Wim Wenders, genio del cinema tedesco, dirige “Submergence”, un film ambizioso ma poco riuscito, nelle sale dal 22 agosto.
L’ultima pellicola di Wim Wenders, Submergence, racconta la storia d’amore tra Danielle Flinders (Alicia Vikander) e James More (James McAvoy), due persone molto profonde che svolgono professioni piuttosto impegnative e, potenzialmente, di grosso impatto sull’umanità. James McAvoy film
Lei, infatti, è una biomatematica, studia lo strato più profondo del mare. Si appresta a raggiungerlo con un sottomarino, per trovare conferme alla sua teoria sull’origine della vita sulla Terra e una soluzione alla penuria di ossigeno, che presto il Pianeta dovrà affrontare. Lui, invece, lavora per i servizi segreti britannici ed è coinvolto in una missione in Somalia, con l’obiettivo di rintracciare una base di attentatori suicidi infiltrati in Europa.
Si incontrano casualmente in un hotel in Normandia, entrambi in vacanza poco prima di affrontare ognuno la propria missione. In pochissimo tempo si “riconoscono” e innamorano.
Quando si separano, per andare ognuno a salvare un pezzo del destino del mondo, si capisce subito che il loro legame è già profondo.

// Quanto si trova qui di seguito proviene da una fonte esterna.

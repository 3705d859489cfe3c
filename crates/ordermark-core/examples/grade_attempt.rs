//! Minimal programmatic grading example.
//!
//! Grades one shuffled attempt under every strategy, then prints the
//! per-item breakdown for the positional-distance strategy.
//!
//! ```bash
//! cargo run --example grade_attempt
//! ```

use ordermark_core::analysis::{grade_details, summarise};
use ordermark_core::error::GradeError;
use ordermark_core::model::{CorrectOrder, GradingStrategy, Submission};

fn main() -> Result<(), GradeError> {
    let correct = CorrectOrder::new([
        "Modular",
        "Object",
        "Oriented",
        "Dynamic",
        "Learning",
        "Environment",
    ])?;
    let attempt = Submission::new([
        "Environment",
        "Object",
        "Oriented",
        "Dynamic",
        "Learning",
        "Modular",
    ]);

    println!("attempt: {}\n", summarise(&attempt));

    for strategy in GradingStrategy::ALL {
        let details = grade_details(&correct, &attempt, strategy)?;
        println!("{:<32} {:.3}", strategy.to_string(), details.fraction);
    }

    let details = grade_details(&correct, &attempt, GradingStrategy::RelativeToCorrect)?;
    println!(
        "\n{} of {} items exactly placed; per-item credit:",
        details.correctly_placed,
        attempt.len()
    );
    for credit in &details.item_credits {
        println!(
            "  {:<12} slot {} (belongs at {}): {}/{}",
            credit.item, credit.position, credit.correct_rank, credit.score, credit.max_score
        );
    }

    Ok(())
}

Resterà come legame mentale per tutto il film, nonostante lo spazio che li separa. James viene preso in ostaggio dai combattenti jihadisti e non può mettersi in contatto con Danny. Ne passerà e ne penserà di tutti i colori. Lei sta per immergersi sul fondo dell’oceano e per mesi guarderà il telefono in attesa di un messaggio o di un contatto da James. Ma quella connessione mentale non si spezzerà mai.
L’elemento ricorrente di tutto il film è l’acqua, che unifica i due personaggi, visto che James è un ingegnere idraulico (e questa è anche la sua copertura come spia). Ed è ,soprattutto per Danielle, motivo di riflessione costante.

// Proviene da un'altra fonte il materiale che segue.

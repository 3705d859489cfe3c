//! Per-item grading detail.
//!
//! The aggregate fraction answers "how much credit"; hosts also want
//! to know *which* items earned it, how many sit in exactly the right
//! place, and a plain-text rendering of the attempt for summaries.
//! Everything here is derived from the same validated rank sequence
//! the engine grades with.

use serde::{Deserialize, Serialize};

use crate::engine;
use crate::error::GradeError;
use crate::model::{CorrectOrder, GradingStrategy, Submission};
use crate::scoring;

/// Credit assigned to a single submitted item under one strategy.
///
/// `score` out of `max_score`, in the strategy's own units (number of
/// matched checks, concordant pairs, displacement credit, ...). Summed
/// over all items, `score / max_score` reproduces the aggregate
/// fraction exactly. Items that carry no check under a strategy (the
/// final correct item under relative-next-exclude-last) have
/// `max_score` 0.
#[derive(Debug, Clone, PartialEq, Eq, Serialize, Deserialize)]
pub struct ItemCredit {
    /// The item identifier.
    pub item: String,
    /// Where the learner placed it (zero-based).
    pub position: usize,
    /// Where it belongs (zero-based correct rank).
    pub correct_rank: usize,
    /// Credit earned by this item.
    pub score: u32,
    /// Credit available to this item.
    pub max_score: u32,
}

/// A grade together with its per-item breakdown.
#[derive(Debug, Clone, PartialEq, Serialize, Deserialize)]
pub struct GradeDetails {
    /// The strategy that produced this grade.
    pub strategy: GradingStrategy,
    /// Aggregate fraction in [0, 1].
    pub fraction: f64,
    /// Per-item credit, in submission order.
    pub item_credits: Vec<ItemCredit>,
    /// Items sitting in their exact correct slot, independent of the
    /// strategy.
    pub correctly_placed: usize,
}

/// Grade a submission and return the per-item breakdown along with the
/// fraction.
pub fn grade_details(
    correct: &CorrectOrder,
    submission: &Submission,
    strategy: GradingStrategy,
) -> Result<GradeDetails, GradeError> {
    let ranks = engine::rank_sequence(correct, submission)?;
    Ok(GradeDetails {
        strategy,
        fraction: engine::score_ranks(&ranks, strategy),
        item_credits: credits_for_ranks(submission.items(), &ranks, strategy),
        correctly_placed: count_in_place(&ranks),
    })
}

/// Per-item credit for a validated submission under one strategy.
pub fn item_credits(
    correct: &CorrectOrder,
    submission: &Submission,
    strategy: GradingStrategy,
) -> Result<Vec<ItemCredit>, GradeError> {
    let ranks = engine::rank_sequence(correct, submission)?;
    Ok(credits_for_ranks(submission.items(), &ranks, strategy))
}

/// Count of submitted items sitting in their exact correct slot, the
/// "you have placed N item(s) correctly" figure, independent of the
/// selected strategy.
pub fn correctly_placed(
    correct: &CorrectOrder,
    submission: &Submission,
) -> Result<usize, GradeError> {
    let ranks = engine::rank_sequence(correct, submission)?;
    Ok(count_in_place(&ranks))
}

/// Canonical plain-text rendering of a submission for attempt
/// summaries: items joined with "; ".
pub fn summarise(submission: &Submission) -> String {
    submission.items().join("; ")
}

fn count_in_place(ranks: &[usize]) -> usize {
    ranks.iter().enumerate().filter(|&(i, &r)| r == i).count()
}

fn credits_for_ranks(
    items: &[String],
    ranks: &[usize],
    strategy: GradingStrategy,
) -> Vec<ItemCredit> {
    let n = ranks.len();
    let credit = |pos: usize, score: u32, max_score: u32| ItemCredit {
        item: items[pos].clone(),
        position: pos,
        correct_rank: ranks[pos],
        score,
        max_score,
    };

    if n <= 1 {
        return (0..n).map(|pos| credit(pos, 1, 1)).collect();
    }

    match strategy {
        GradingStrategy::AllOrNothing => {
            let hit = ranks.iter().enumerate().all(|(i, &r)| r == i) as u32;
            (0..n).map(|pos| credit(pos, hit, 1)).collect()
        }
        GradingStrategy::AbsolutePosition => (0..n)
            .map(|pos| credit(pos, (ranks[pos] == pos) as u32, 1))
            .collect(),
        GradingStrategy::RelativeNextExcludeLast | GradingStrategy::RelativeNextIncludeLast => {
            let include_last = strategy == GradingStrategy::RelativeNextIncludeLast;
            (0..n)
                .map(|pos| {
                    let rank = ranks[pos];
                    if rank < n - 1 {
                        let hit = pos < n - 1 && ranks[pos + 1] == rank + 1;
                        credit(pos, hit as u32, 1)
                    } else if include_last {
                        credit(pos, (pos == n - 1) as u32, 1)
                    } else {
                        credit(pos, 0, 0)
                    }
                })
                .collect()
        }
        GradingStrategy::RelativeOnePreviousAndNext => (0..n)
            .map(|pos| {
                let rank = ranks[pos];
                let mut score = 0;
                let mut max_score = 0;
                if rank > 0 {
                    max_score += 1;
                    if pos > 0 && ranks[pos - 1] == rank - 1 {
                        score += 1;
                    }
                }
                if rank < n - 1 {
                    max_score += 1;
                    if pos < n - 1 && ranks[pos + 1] == rank + 1 {
                        score += 1;
                    }
                }
                credit(pos, score, max_score)
            })
            .collect(),
        GradingStrategy::RelativeAllPreviousAndNext => (0..n)
            .map(|pos| {
                let rank = ranks[pos];
                let agreeing = (0..n)
                    .filter(|&other| other != pos)
                    .filter(|&other| (other < pos) == (ranks[other] < rank))
                    .count();
                credit(pos, agreeing as u32, (n - 1) as u32)
            })
            .collect(),
        GradingStrategy::LongestOrderedSubset => {
            membership_credits(items, ranks, &scoring::longest_ordered_positions(ranks))
        }
        GradingStrategy::LongestContiguousSubset => {
            membership_credits(items, ranks, &scoring::longest_contiguous_positions(ranks))
        }
        GradingStrategy::RelativeToCorrect => {
            let span = n - 1;
            (0..n)
                .map(|pos| {
                    let earned = span - pos.abs_diff(ranks[pos]);
                    credit(pos, earned as u32, span as u32)
                })
                .collect()
        }
    }
}

/// 1-of-1 credit for members of the chosen subset, 0-of-1 for the
/// rest.
fn membership_credits(items: &[String], ranks: &[usize], subset: &[usize]) -> Vec<ItemCredit> {
    (0..ranks.len())
        .map(|pos| ItemCredit {
            item: items[pos].clone(),
            position: pos,
            correct_rank: ranks[pos],
            score: subset.contains(&pos) as u32,
            max_score: 1,
        })
        .collect()
}

#[cfg(test)]
mod tests {
    use super::*;

    fn order() -> CorrectOrder {
        CorrectOrder::new(["alpha", "beta", "gamma", "delta"]).unwrap()
    }

    fn breakdown_fraction(credits: &[ItemCredit]) -> f64 {
        let earned: u32 = credits.iter().map(|c| c.score).sum();
        let available: u32 = credits.iter().map(|c| c.max_score).sum();
        earned as f64 / available as f64
    }

    #[test]
    fn breakdown_reproduces_the_aggregate_fraction() {
        let correct = order();
        let submissions = [
            ["alpha", "beta", "gamma", "delta"],
            ["delta", "gamma", "beta", "alpha"],
            ["beta", "alpha", "gamma", "delta"],
            ["delta", "alpha", "beta", "gamma"],
        ];
        for items in submissions {
            let submission = Submission::new(items);
            for strategy in GradingStrategy::ALL {
                let details = grade_details(&correct, &submission, strategy).unwrap();
                let rebuilt = breakdown_fraction(&details.item_credits);
                assert!(
                    (rebuilt - details.fraction).abs() < 1e-9,
                    "{strategy} on {items:?}: breakdown {rebuilt} vs fraction {}",
                    details.fraction
                );
            }
        }
    }

    #[test]
    fn absolute_position_credits_exact_slots_only() {
        let submission = Submission::new(["alpha", "gamma", "beta", "delta"]);
        let credits =
            item_credits(&order(), &submission, GradingStrategy::AbsolutePosition).unwrap();
        let scores: Vec<u32> = credits.iter().map(|c| c.score).collect();
        assert_eq!(scores, vec![1, 0, 0, 1]);
        assert!(credits.iter().all(|c| c.max_score == 1));
    }

    #[test]
    fn exclude_last_gives_the_final_item_no_check() {
        let submission = Submission::new(["alpha", "beta", "gamma", "delta"]);
        let credits = item_credits(
            &order(),
            &submission,
            GradingStrategy::RelativeNextExcludeLast,
        )
        .unwrap();
        // "delta" has correct rank N-1: nothing follows it.
        assert_eq!(credits[3].max_score, 0);
        assert_eq!(credits[3].score, 0);
        let available: u32 = credits.iter().map(|c| c.max_score).sum();
        assert_eq!(available, 3);
    }

    #[test]
    fn subset_credits_mark_membership() {
        // Ranks [1, 2, 3, 0]: the first three form the longest block.
        let submission = Submission::new(["beta", "gamma", "delta", "alpha"]);
        let credits = item_credits(
            &order(),
            &submission,
            GradingStrategy::LongestContiguousSubset,
        )
        .unwrap();
        let scores: Vec<u32> = credits.iter().map(|c| c.score).collect();
        assert_eq!(scores, vec![1, 1, 1, 0]);
    }

    #[test]
    fn correctly_placed_counts_exact_positions() {
        let correct = order();
        let submission = Submission::new(["alpha", "gamma", "beta", "delta"]);
        assert_eq!(correctly_placed(&correct, &submission).unwrap(), 2);

        let submission = Submission::new(["delta", "gamma", "beta", "alpha"]);
        assert_eq!(correctly_placed(&correct, &submission).unwrap(), 0);
    }

    #[test]
    fn details_for_single_item_order() {
        let correct = CorrectOrder::new(["only"]).unwrap();
        let submission = Submission::new(["only"]);
        for strategy in GradingStrategy::ALL {
            let details = grade_details(&correct, &submission, strategy).unwrap();
            assert_eq!(details.correctly_placed, 1);
            assert_eq!(details.item_credits.len(), 1);
            assert!((breakdown_fraction(&details.item_credits) - 1.0).abs() < 1e-9);
        }
    }

    #[test]
    fn summarise_joins_items() {
        let submission = Submission::new(["beta", "alpha", "gamma"]);
        assert_eq!(summarise(&submission), "beta; alpha; gamma");
    }

    #[test]
    fn details_serialize_for_host_persistence() {
        let details = grade_details(
            &order(),
            &Submission::new(["alpha", "beta", "gamma", "delta"]),
            GradingStrategy::AbsolutePosition,
        )
        .unwrap();
        let json = serde_json::to_string(&details).unwrap();
        let back: GradeDetails = serde_json::from_str(&json).unwrap();
        assert_eq!(back, details);
    }
}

Wim Wenders ha progettato con lo sceneggiatore Erin Digman un film ambizioso: un amore intenso intrecciato a temi importantissimi come l’ambiente, la jihad islamica, il senso della vita.

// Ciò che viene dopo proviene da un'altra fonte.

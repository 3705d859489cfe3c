//! The grading engine: validation, rank-sequence normalization, and
//! strategy dispatch.
//!
//! Each call is a single pure evaluation. The engine keeps no state
//! across calls, so independent (correct order, submission) pairs can
//! be graded concurrently without synchronization.

use crate::error::GradeError;
use crate::model::{CorrectOrder, GradingStrategy, Submission};
use crate::scoring;
use crate::validate::validate;

/// Rewrite a validated submission as the sequence of correct ranks of
/// its elements.
///
/// Submission `[C, A, B]` over correct order `[A, B, C]` yields
/// `[2, 0, 1]`. Validation runs first; a malformed submission is
/// rejected before any transformation.
pub fn rank_sequence(
    correct: &CorrectOrder,
    submission: &Submission,
) -> Result<Vec<usize>, GradeError> {
    validate(correct, submission)?;

    let mut ranks = Vec::with_capacity(submission.len());
    for item in submission.items() {
        match correct.rank_of(item) {
            Some(rank) => ranks.push(rank),
            None => return Err(GradeError::ForeignItem { item: item.clone() }),
        }
    }
    tracing::trace!(?ranks, "normalized submission to rank sequence");
    Ok(ranks)
}

/// Grade a submission against a correct order under a strategy.
///
/// This is the operation exposed to host question engines. The
/// returned fraction is in [0, 1]; mapping it to a qualitative state
/// (right / partial / wrong) is the host's concern, as is persisting
/// the attempt.
pub fn grade(
    correct: &CorrectOrder,
    submission: &Submission,
    strategy: GradingStrategy,
) -> Result<f64, GradeError> {
    let ranks = rank_sequence(correct, submission)?;
    let fraction = score_ranks(&ranks, strategy);
    tracing::debug!(strategy = %strategy, fraction, "graded submission");
    Ok(fraction)
}

/// Apply a strategy's algorithm to an already-normalized rank
/// sequence.
///
/// Dispatch is total: the enumeration is closed, and every tag maps to
/// exactly one pure function.
pub fn score_ranks(ranks: &[usize], strategy: GradingStrategy) -> f64 {
    match strategy {
        GradingStrategy::AllOrNothing => scoring::all_or_nothing(ranks),
        GradingStrategy::AbsolutePosition => scoring::absolute_position(ranks),
        GradingStrategy::RelativeNextExcludeLast => scoring::relative_next(ranks, false),
        GradingStrategy::RelativeNextIncludeLast => scoring::relative_next(ranks, true),
        GradingStrategy::RelativeOnePreviousAndNext => scoring::one_previous_and_next(ranks),
        GradingStrategy::RelativeAllPreviousAndNext => scoring::all_previous_and_next(ranks),
        GradingStrategy::LongestOrderedSubset => scoring::longest_ordered_subset(ranks),
        GradingStrategy::LongestContiguousSubset => scoring::longest_contiguous_subset(ranks),
        GradingStrategy::RelativeToCorrect => scoring::relative_to_correct(ranks),
    }
}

La sceneggiatura di “Submergence” è di Erin Digman, ispiratosi al romanzo omonimo di J.M. Ledgard, giornalista dell’Economist che si era basata sulle proprie esperienze di vita e di lavoro in Somalia.
Le immagini sono perfette, grazie all’indubbio talento di Wim Wenders e all’ottima fotografia di Benoît Debie.
Le scene ariose e piene di luce e spazio dell’incontro dei protagonisti faranno da contraltare a quelle di prigionia di James. Si gioca molto con la luce e l’oscurità, temi non solo visivi di “Submergence”. Anche sul piano narrativo, quando James è nella luce, Danielle è nelle tenebre e viceversa.
Il montaggio serve la narrazione attraverso un’alternanza abbastanza equilibrata tra flashback e flashforward. I moltissimi primi piani di James MacAvoy sfruttano la sua espressività, quella sì evidente.

La pellicola, quindi, è di grande impatto visivo, ma scorre lento e “insipido”. Non riesce mai ad emozionare davvero, nonostante gli importantissimi temi trattati. Né i singoli personaggi, né il loro intenso rapporto d’amore seguono un vero percorso.
Non sono chiari, poi, il ruolo e la funzione narrativa del personaggio del Dr. Shadid (Alexander Siddig) medico che deve curare James durante la prigionia. Si limita a mostrare la contraddizione di chi lavora per i terroristi, affermando che la medicina è misericordia, la jihad un dovere.
Con “Submergence” si vorrebbe esplorare il senso della vita dai due diversi punti di vista dei protagonisti, costruendo tra loro un dialogo – anche a distanza – che porta proprio verso un’immersione.
Ma il risultato, purtroppo, non è felice. Ne è nato un film che definirei didascalico e poco credibile.
Non che il cinema debba esserlo per forza, anzi. Deve, invece, anche far sognare o immaginare la realtà in modo diverso o nuovo. Ma, in questo caso, manca proprio l’elemento della verosimiglianza.
Purtroppo è quindi un film “freddo”, che non riesce ad appassionare, nonostante le premesse della trama, ossia un intenso sentimento che lega i due amanti oltre lo spazio e i temi seri che affronta e la bravura tecnica di tutti: regista, direttori della fotografia e del montaggio e interpreti.
Forse il vero tallone d’Achille è proprio la sceneggiatura. Citare “Nessun uomo è un’isola” di John Donne è utile a far capire il significato del film. Ma non basta allo spettatore per sentirlo davvero dentro dopo la visione.